4ヶ月間にわたって開催された「今ここから始まる組織進化の実践講座」。3期、4期と連続して参加した長瀬さんに、入門講座・本講座を通じて得た学びの変遷について、お話を伺いました。
ポールスター・パートナー株式会社
代表取締役
長瀬 隆
自己理解を深めるために「深淵なる世界」へと深く潜っていった
──普段はどのようなお仕事をされているのですか?
2019年より、組織開発コンサルタントとして、ビジネス・コーチングやビームビルディング、研修などを行っています。
さまざまな組織に伴走しているのですが、この領域に興味を持った原体験は私自身が育った家庭環境にあります。幼い頃、決して良好ではなかった両親の仲を取り持とうと一生懸命だったんですね。その後、社会人になってからも「うまく回っていないチームを何とか変えよう」という正義感でいっぱいで、力技で何とかしようとしていました。
しかし、変えようとしても変わらないんですよ。正義感や焦りでやってみて、一見すると変わったような気がするけれども、何かギスギスしていたり。
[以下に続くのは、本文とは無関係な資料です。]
//! Repository implementation for imported customers.

use diesel::prelude::*;

use crate::{
    domain::{
        customer::{Customer, NewCustomer},
        types::CustomerId,
    },
    models::customer::{Customer as DbCustomer, NewCustomer as DbNewCustomer},
    repository::{
        CustomerListQuery, CustomerReader, CustomerWriter, DieselRepository,
        errors::{RepositoryError, RepositoryResult},
        into_domain,
    },
};

impl CustomerReader for DieselRepository {
    fn list_customers(&self, query: CustomerListQuery) -> RepositoryResult<(usize, Vec<Customer>)> {
        use crate::schema::kupacimport;

        let mut conn = self.conn()?;

        let query_builder = || {
            let mut items = kupacimport::table.into_boxed::<diesel::sqlite::Sqlite>();

            if let Some(search) = query.search.as_deref().map(str::trim).filter(|s| !s.is_empty()) {
                let pattern = format!("%{search}%");
                items = items.filter(
                    kupacimport::first_name
                        .like(pattern.clone())
                        .or(kupacimport::last_name.like(pattern.clone()))
                        .or(kupacimport::email.like(pattern.clone()))
                        .or(kupacimport::phone.like(pattern.clone()))
                        .or(kupacimport::city.like(pattern)),
                );
            }

            items
        };

        let total = query_builder().count().get_result::<i64>(&mut conn)? as usize;

        let mut items = query_builder().order(kupacimport::id.desc());
        if let Some(pagination) = &query.pagination {
            items = items.limit(pagination.limit()).offset(pagination.offset());
        }
        let customers = items.load::<DbCustomer>(&mut conn)?;

        Ok((total, into_domain(customers)?))
    }

    fn list_customer_contact_keys(
        &self,
    ) -> RepositoryResult<Vec<(Option<String>, Option<String>)>> {
        use crate::schema::kupacimport;

        let mut conn = self.conn()?;
        let keys = kupacimport::table
            .select((kupacimport::email, kupacimport::phone))
            .load::<(Option<String>, Option<String>)>(&mut conn)?;

        Ok(keys)
    }
}

impl CustomerWriter for DieselRepository {
    fn create_customers(&self, customers: &[NewCustomer]) -> RepositoryResult<usize> {
        use crate::schema::kupacimport;

        if customers.is_empty() {
            return Ok(0);
        }

        let mut conn = self.conn()?;
        let insertables = customers.iter().map(DbNewCustomer::from).collect::<Vec<_>>();

        conn.transaction::<usize, diesel::result::Error, _>(|conn| {
            diesel::insert_into(kupacimport::table)
                .values(&insertables)
                .execute(conn)
        })
        .map_err(RepositoryError::from)
    }

    fn delete_customer(&self, id: CustomerId) -> RepositoryResult<()> {
        use crate::schema::{kupacimport, kupackampanja};

        let mut conn = self.conn()?;

        conn.transaction::<(), diesel::result::Error, _>(|conn| {
            diesel::delete(kupackampanja::table.filter(kupackampanja::customer_id.eq(id.get())))
                .execute(conn)?;
            let deleted = diesel::delete(kupacimport::table.find(id.get())).execute(conn)?;
            if deleted == 0 {
                return Err(diesel::result::Error::NotFound);
            }
            Ok(())
        })
        .map_err(RepositoryError::from)
    }
}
そうした経験も山ほどありました。
──当講座を2期・4期と2度にわたって受けていますが、なぜ「受講しよう」と思われたのでしょうか?
組織開発、組織進化は本当に奥深いんです。最初の受講前は少しかじった程度だったため、2期を受けて少し概要が分かったように感じました。これだけで組織開発を語るにはおこがましいと思いましたし、まだまだ学び始めだなと。
そうした自戒の意味も込めて、もう一度最初から学び直そうと4期に参加することにしたんです。それでようやく「入門編」に入っていけた感覚がありました。知れば知るほど、この深淵なる世界に入っていくような、そんな感じがしてなりません。
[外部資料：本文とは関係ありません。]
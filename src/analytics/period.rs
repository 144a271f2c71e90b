//! Reporting periods and time bucketing.

use chrono::{Datelike, Duration, Months, NaiveDate, NaiveDateTime, NaiveTime};
use serde::Serialize;

use crate::domain::types::{TypeConstraintError, string_enum};

string_enum! {
    /// Predefined reporting windows, all ending today.
    PeriodPreset {
        Today => "today",
        Last7Days => "7d",
        Last30Days => "30d",
        Last90Days => "90d",
        ThisMonth => "month",
    }
}

/// Longest custom window, in days.
pub const MAX_CUSTOM_DAYS: i64 = 3653;

/// Half-open `[start, end)` window of timestamps.
#[derive(Clone, Copy, Debug, PartialEq, Eq, Serialize)]
pub struct DateRange {
    pub start: NaiveDateTime,
    pub end: NaiveDateTime,
}

impl DateRange {
    /// Whole days `from..=to`.
    pub fn from_dates(from: NaiveDate, to: NaiveDate) -> Result<Self, TypeConstraintError> {
        if to < from {
            return Err(TypeConstraintError::InvalidValue(
                "period ends before it starts".to_string(),
            ));
        }
        let end = to.succ_opt().ok_or_else(|| {
            TypeConstraintError::InvalidValue("period ends outside the calendar".to_string())
        })?;
        Ok(Self {
            start: from.and_time(NaiveTime::MIN),
            end: end.and_time(NaiveTime::MIN),
        })
    }

    pub fn contains(&self, ts: NaiveDateTime) -> bool {
        self.start <= ts && ts < self.end
    }

    /// Number of calendar days covered.
    pub fn days(&self) -> i64 {
        (self.end.date() - self.start.date()).num_days()
    }

    /// First day in the window.
    pub fn first_day(&self) -> NaiveDate {
        self.start.date()
    }

    /// Last day in the window (inclusive).
    pub fn last_day(&self) -> NaiveDate {
        (self.end - Duration::nanoseconds(1)).date()
    }
}

/// A reporting period chosen on a report screen.
#[derive(Clone, Copy, Debug, PartialEq, Eq)]
pub enum Period {
    Preset(PeriodPreset),
    Custom { from: NaiveDate, to: NaiveDate },
}

impl Default for Period {
    fn default() -> Self {
        Period::Preset(PeriodPreset::Last30Days)
    }
}

impl Period {
    /// Reads the `period`/`from`/`to` query parameters.
    ///
    /// Both custom dates win over a preset; a missing or blank preset falls
    /// back to the last 30 days. Custom windows span at most
    /// [`MAX_CUSTOM_DAYS`].
    pub fn parse(
        period: Option<&str>,
        from: Option<NaiveDate>,
        to: Option<NaiveDate>,
    ) -> Result<Self, TypeConstraintError> {
        if let (Some(from), Some(to)) = (from, to) {
            let range = DateRange::from_dates(from, to)?;
            if range.days() > MAX_CUSTOM_DAYS {
                return Err(TypeConstraintError::InvalidValue(
                    "period is longer than ten years".to_string(),
                ));
            }
            return Ok(Period::Custom { from, to });
        }
        match period.map(str::trim).filter(|p| !p.is_empty()) {
            None | Some("custom") => Ok(Period::default()),
            Some(value) => Ok(Period::Preset(value.parse()?)),
        }
    }

    /// Resolves the period relative to `today`.
    pub fn range(&self, today: NaiveDate) -> DateRange {
        let from = match self {
            Period::Custom { from, to } => {
                return DateRange::from_dates(*from, *to).unwrap_or(DateRange {
                    start: from.and_time(NaiveTime::MIN),
                    end: from.and_time(NaiveTime::MIN),
                });
            }
            Period::Preset(PeriodPreset::Today) => today,
            Period::Preset(PeriodPreset::Last7Days) => today - Duration::days(6),
            Period::Preset(PeriodPreset::Last30Days) => today - Duration::days(29),
            Period::Preset(PeriodPreset::Last90Days) => today - Duration::days(89),
            Period::Preset(PeriodPreset::ThisMonth) => today.with_day(1).unwrap_or(today),
        };
        DateRange {
            start: from.and_time(NaiveTime::MIN),
            end: (today + Duration::days(1)).and_time(NaiveTime::MIN),
        }
    }

    /// Value echoed back to the period selector.
    pub fn key(&self) -> &'static str {
        match self {
            Period::Preset(preset) => preset.as_str(),
            Period::Custom { .. } => "custom",
        }
    }
}

string_enum! {
    /// Width of a timeline bucket.
    Granularity {
        Day => "day",
        Week => "week",
        Month => "month",
    }
}

impl Granularity {
    /// Days for windows up to a month, ISO weeks up to ~4 months, months beyond.
    pub fn for_range(range: &DateRange) -> Self {
        match range.days() {
            days if days <= 31 => Granularity::Day,
            days if days <= 120 => Granularity::Week,
            _ => Granularity::Month,
        }
    }

    /// First day of the bucket containing `day`.
    pub fn bucket_start(self, day: NaiveDate) -> NaiveDate {
        match self {
            Granularity::Day => day,
            Granularity::Week => day - Duration::days(i64::from(day.weekday().num_days_from_monday())),
            Granularity::Month => day.with_day(1).unwrap_or(day),
        }
    }

    fn next(self, start: NaiveDate) -> Option<NaiveDate> {
        match self {
            Granularity::Day => start.checked_add_signed(Duration::days(1)),
            Granularity::Week => start.checked_add_signed(Duration::days(7)),
            Granularity::Month => start.checked_add_months(Months::new(1)),
        }
    }

    /// Display label: `YYYY-MM-DD`, `YYYY-Www` (ISO week) or `YYYY-MM`.
    pub fn label(self, day: NaiveDate) -> String {
        let start = self.bucket_start(day);
        match self {
            Granularity::Day => start.format("%Y-%m-%d").to_string(),
            Granularity::Week => {
                let week = start.iso_week();
                format!("{}-W{:02}", week.year(), week.week())
            }
            Granularity::Month => start.format("%Y-%m").to_string(),
        }
    }

    /// Labels of every bucket overlapping `range`, in order.
    pub fn labels(self, range: &DateRange) -> Vec<String> {
        let last = range.last_day();
        let mut labels = Vec::new();
        let mut cursor = Some(self.bucket_start(range.first_day()));
        while let Some(start) = cursor {
            if start > last || range.start >= range.end {
                break;
            }
            labels.push(self.label(start));
            cursor = self.next(start);
        }
        labels
    }
}

#[cfg(test)]
mod tests {
    use super::*;

    fn date(y: i32, m: u32, d: u32) -> NaiveDate {
        NaiveDate::from_ymd_opt(y, m, d).unwrap()
    }

    #[test]
    fn presets_end_at_the_start_of_tomorrow() {
        let today = date(2025, 3, 15);
        let range = Period::Preset(PeriodPreset::Last7Days).range(today);
        assert_eq!(range.first_day(), date(2025, 3, 9));
        assert_eq!(range.last_day(), today);
        assert_eq!(range.days(), 7);

        let month = Period::Preset(PeriodPreset::ThisMonth).range(today);
        assert_eq!(month.first_day(), date(2025, 3, 1));

        let single = Period::Preset(PeriodPreset::Today).range(today);
        assert_eq!(single.days(), 1);
        assert!(single.contains(today.and_hms_opt(23, 59, 59).unwrap()));
        assert!(!single.contains(date(2025, 3, 16).and_hms_opt(0, 0, 0).unwrap()));
    }

    #[test]
    fn parse_prefers_custom_dates_and_defaults_to_30_days() {
        assert_eq!(Period::parse(None, None, None), Ok(Period::default()));
        assert_eq!(
            Period::parse(Some("7d"), None, None),
            Ok(Period::Preset(PeriodPreset::Last7Days))
        );
        assert_eq!(
            Period::parse(Some("7d"), Some(date(2025, 1, 1)), Some(date(2025, 1, 31))),
            Ok(Period::Custom {
                from: date(2025, 1, 1),
                to: date(2025, 1, 31)
            })
        );
        assert!(Period::parse(Some("year"), None, None).is_err());
        assert!(Period::parse(None, Some(date(2025, 2, 1)), Some(date(2025, 1, 1))).is_err());
    }

    #[test]
    fn parse_rejects_dates_at_the_calendar_edge_and_overlong_spans() {
        assert!(Period::parse(None, Some(date(2025, 1, 1)), Some(NaiveDate::MAX)).is_err());
        assert!(Period::parse(None, Some(NaiveDate::MAX), Some(NaiveDate::MAX)).is_err());
        assert!(Period::parse(None, Some(date(2015, 1, 1)), Some(date(2025, 1, 1))).is_err());
        assert!(Period::parse(None, Some(date(2016, 1, 1)), Some(date(2025, 12, 31))).is_ok());
    }

    #[test]
    fn granularity_follows_range_length() {
        let today = date(2025, 6, 30);
        assert_eq!(
            Granularity::for_range(&Period::Preset(PeriodPreset::Last30Days).range(today)),
            Granularity::Day
        );
        assert_eq!(
            Granularity::for_range(&Period::Preset(PeriodPreset::Last90Days).range(today)),
            Granularity::Week
        );
        let year = DateRange::from_dates(date(2024, 7, 1), today).unwrap();
        assert_eq!(Granularity::for_range(&year), Granularity::Month);
    }

    #[test]
    fn weekly_labels_use_iso_weeks_starting_monday() {
        // 2025-01-01 is a Wednesday in ISO week 1.
        assert_eq!(Granularity::Week.bucket_start(date(2025, 1, 1)), date(2024, 12, 30));
        assert_eq!(Granularity::Week.label(date(2025, 1, 1)), "2025-W01");

        let range = DateRange::from_dates(date(2025, 1, 1), date(2025, 1, 14)).unwrap();
        assert_eq!(
            Granularity::Week.labels(&range),
            vec!["2025-W01", "2025-W02", "2025-W03"]
        );
    }

    #[test]
    fn labels_cover_every_bucket_of_the_range() {
        let range = DateRange::from_dates(date(2025, 1, 30), date(2025, 2, 2)).unwrap();
        assert_eq!(
            Granularity::Day.labels(&range),
            vec!["2025-01-30", "2025-01-31", "2025-02-01", "2025-02-02"]
        );
        let months = DateRange::from_dates(date(2024, 11, 15), date(2025, 1, 3)).unwrap();
        assert_eq!(
            Granularity::Month.labels(&months),
            vec!["2024-11", "2024-12", "2025-01"]
        );
    }
}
例えば「人の行動」ですね。表面的に出ている行動の裏には、考え方や物事の捉え方が必ずセットになっています。そうした価値観によって、その人の行動パターンや成果が表れてくるのだと知り、新たな発見を得たと思いました。
まさにスキンダイビング(素潜り)と同じで、奥深く潜っていくように探ってみると、新しい発見があるんです。自分の中の“新たな自分”が発見できれば、そこを意識することができます。変なクセがあれば抑え、良い部分があれば活かそう。そんな使い方ができますよね。そういう意味では、深淵なる世界とは「自己理解の世界」とも言えるかもしれません。
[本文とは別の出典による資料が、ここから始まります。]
use serde::Serialize;

use crate::analytics::summary::AnalyticsSummary;
use crate::domain::call::Call;
use crate::domain::campaign::Campaign;
use crate::domain::listing::{Listing, PropertyType, TransactionType};
use crate::pagination::Paginated;

/// Data required to render the listings table.
#[derive(Debug, Serialize)]
pub struct ListingsPageData {
    pub listings: Paginated<Listing>,
    /// Search query echoed back to the template when present.
    pub search_query: Option<String>,
    pub archived: bool,
    pub property_types: &'static [PropertyType],
    pub transaction_types: &'static [TransactionType],
}

/// Data required to render one listing with its campaigns and inquiries.
#[derive(Debug, Serialize)]
pub struct ListingDetailPageData {
    pub listing: Listing,
    pub price_per_m2: Option<f64>,
    pub public_url: String,
    pub campaigns: Vec<Campaign>,
    pub recent_calls: Vec<Call>,
    pub summary: AnalyticsSummary,
    pub property_types: &'static [PropertyType],
    pub transaction_types: &'static [TransactionType],
}
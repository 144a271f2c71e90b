//! Workflow functions between HTTP handlers and the repositories.
//!
//! Every service is generic over the repository traits it needs so tests can
//! run against the mockall `MockRepository`.

use thiserror::Error;

use crate::forms::FormError;
use crate::models::auth::AuthenticatedUser;
use crate::repository::errors::RepositoryError;

pub mod analytics;
pub mod api;
pub mod auth;
pub mod calls;
pub mod campaigns;
pub mod customers;
pub mod listings;
pub mod main;
pub mod public;
pub mod users;

#[derive(Debug, Error)]
pub enum ServiceError {
    #[error("unauthorized")]
    Unauthorized,

    #[error("not found")]
    NotFound,

    /// User facing validation message.
    #[error("{0}")]
    Form(String),

    #[error("repository error: {0}")]
    Repository(RepositoryError),

    #[error("type constraint violation: {0}")]
    TypeConstraint(String),

    #[error("internal error: {0}")]
    Internal(String),
}

pub type ServiceResult<T> = Result<T, ServiceError>;

impl From<RepositoryError> for ServiceError {
    fn from(err: RepositoryError) -> Self {
        match err {
            RepositoryError::NotFound => ServiceError::NotFound,
            other => ServiceError::Repository(other),
        }
    }
}

impl From<FormError> for ServiceError {
    fn from(err: FormError) -> Self {
        ServiceError::Form(err.to_string())
    }
}

/// Returns `true` when `role` is among `roles`.
pub fn check_role(role: &str, roles: &[String]) -> bool {
    roles.iter().any(|r| r == role)
}

/// Fails with [`ServiceError::Unauthorized`] unless `user` holds `role`.
pub fn ensure_role(user: &AuthenticatedUser, role: &str) -> ServiceResult<()> {
    if check_role(role, &user.roles) {
        Ok(())
    } else {
        Err(ServiceError::Unauthorized)
    }
}

#[cfg(test)]
pub(crate) mod test_support {
    use chrono::{NaiveDate, NaiveDateTime};

    use crate::domain::call::{Call, CallSource, CallStatus};
    use crate::domain::campaign::{Campaign, CampaignChannel};
    use crate::domain::listing::{Listing, PropertyType, TransactionType};
    use crate::domain::types::{
        Amount, CallId, CampaignId, CampaignName, CityName, ListingId, ListingSlug, ListingTitle,
        PersonName, PhoneNumber, SanitizedText, UtmCode,
    };
    use crate::models::auth::AuthenticatedUser;
    use crate::{SERVICE_ACCESS_ROLE, SERVICE_ADMIN_ROLE};

    pub fn agent_user() -> AuthenticatedUser {
        AuthenticatedUser {
            sub: "2".to_string(),
            email: "agent@example.com".to_string(),
            name: "Agent".to_string(),
            roles: vec![SERVICE_ACCESS_ROLE.to_string()],
            exp: 0,
        }
    }

    pub fn admin_user() -> AuthenticatedUser {
        AuthenticatedUser {
            sub: "1".to_string(),
            email: "admin@example.com".to_string(),
            name: "Admin".to_string(),
            roles: vec![
                SERVICE_ACCESS_ROLE.to_string(),
                SERVICE_ADMIN_ROLE.to_string(),
            ],
            exp: 0,
        }
    }

    pub fn outsider() -> AuthenticatedUser {
        AuthenticatedUser {
            roles: Vec::new(),
            ..agent_user()
        }
    }

    pub fn ts(day: u32, hour: u32) -> NaiveDateTime {
        NaiveDate::from_ymd_opt(2025, 3, day)
            .and_then(|d| d.and_hms_opt(hour, 0, 0))
            .expect("valid test timestamp")
    }

    pub fn listing(id: i32, slug: &str) -> Listing {
        Listing {
            id: ListingId::new(id).unwrap(),
            agent_id: None,
            title: ListingTitle::new(format!("Stan {id}")).unwrap(),
            slug: ListingSlug::new(slug).unwrap(),
            description: SanitizedText::new("Opis"),
            property_type: PropertyType::Apartment,
            transaction_type: TransactionType::Sale,
            price: Amount::new(150_000.0).unwrap(),
            area: Some(Amount::new(60.0).unwrap()),
            rooms: Some(2),
            city: CityName::new("Zagreb").unwrap(),
            address: None,
            image_url: None,
            is_published: true,
            is_archived: false,
            created_at: ts(1, 8),
            updated_at: ts(1, 8),
        }
    }

    pub fn campaign(id: i32, listing_id: i32, code: &str) -> Campaign {
        Campaign {
            id: CampaignId::new(id).unwrap(),
            listing_id: ListingId::new(listing_id).unwrap(),
            name: CampaignName::new(format!("Kampanja {id}")).unwrap(),
            channel: CampaignChannel::Facebook,
            utm_campaign: UtmCode::new(code).unwrap(),
            budget: Amount::new(100.0).unwrap(),
            starts_on: NaiveDate::from_ymd_opt(2025, 3, 1).unwrap(),
            ends_on: None,
            is_active: true,
            created_at: ts(1, 8),
        }
    }

    pub fn call(id: i32, listing_id: Option<i32>) -> Call {
        Call {
            id: CallId::new(id).unwrap(),
            listing_id: listing_id.map(|l| ListingId::new(l).unwrap()),
            campaign_id: None,
            name: PersonName::new("Marko").unwrap(),
            phone: PhoneNumber::new("+385911234567").unwrap(),
            email: None,
            message: None,
            source: CallSource::Phone,
            status: CallStatus::New,
            created_by: None,
            created_at: ts(2, 10),
        }
    }
}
──自己理解を深めていくことについて、怖いと感じる方もいると思います。知らなくて良いことに気づいてしまう可能性もありますから。
そうですよね。私自身も、前職の富士ゼロックスを辞めた直後は変な「カッコつけ」というか、プライドがあり、自分の弱いところを薄々感じながら見て見ぬふりをしていましたから。
自分の弱さを見つめないといけないのは、すごく怖いし、いやでした。ただ一度そこを見てしまって「実は自分はこういう人間なんです」と、自分から周りに言えるようになった時に気持ちよさも感じました。
肩の力も抜けて、周囲も助けてくれるようになった。今までよりも遥かに、動きやすく、パフォーマンスも発揮しやすくなったんです。この感覚がつかめると、さらにもう一度、深く潜りたくなるようになりました。
──「もう一度、深く潜ること」ができたきっかけは、何だったのでしょうか?
きっかけは、いろいろな人からのフィードバックかもしれないですね。「自己開示しているようで、自分を隠しているよね」と親しい人から言われて、徐々に自分のイケていないところが見えてくるんですよ。「そんなつもりはなかったけれども、言われてみれば…」と。
ただ、フィードバックを最初から素直に受け入れられたわけではなく、時間がかかりました。「そうか」と受け入れて自己開示できるようになるまで、3〜4年かかっています。それまでは本当に怖かったです。
イケてると思っていたことが、実はイケていない。それを受け入れなければならないのが、キツかったです。ここ最近で、ようやくできるようになってきたと思います。
学びを通じて再発見した「自分自身のエッジ」を超える
───2期に参加してみて概要を理解し、再び4期を受講したわけですが、結果として講座に対する捉え方に何か変化はありましたか?
これも感覚的な話になってしまうのですが。
真ん中に、氷山があるとするじゃないですか。自分の中の考え方の構図と、組織の構図が、いわゆる「相似形だな」と思えたことが大きな発見かもしれません。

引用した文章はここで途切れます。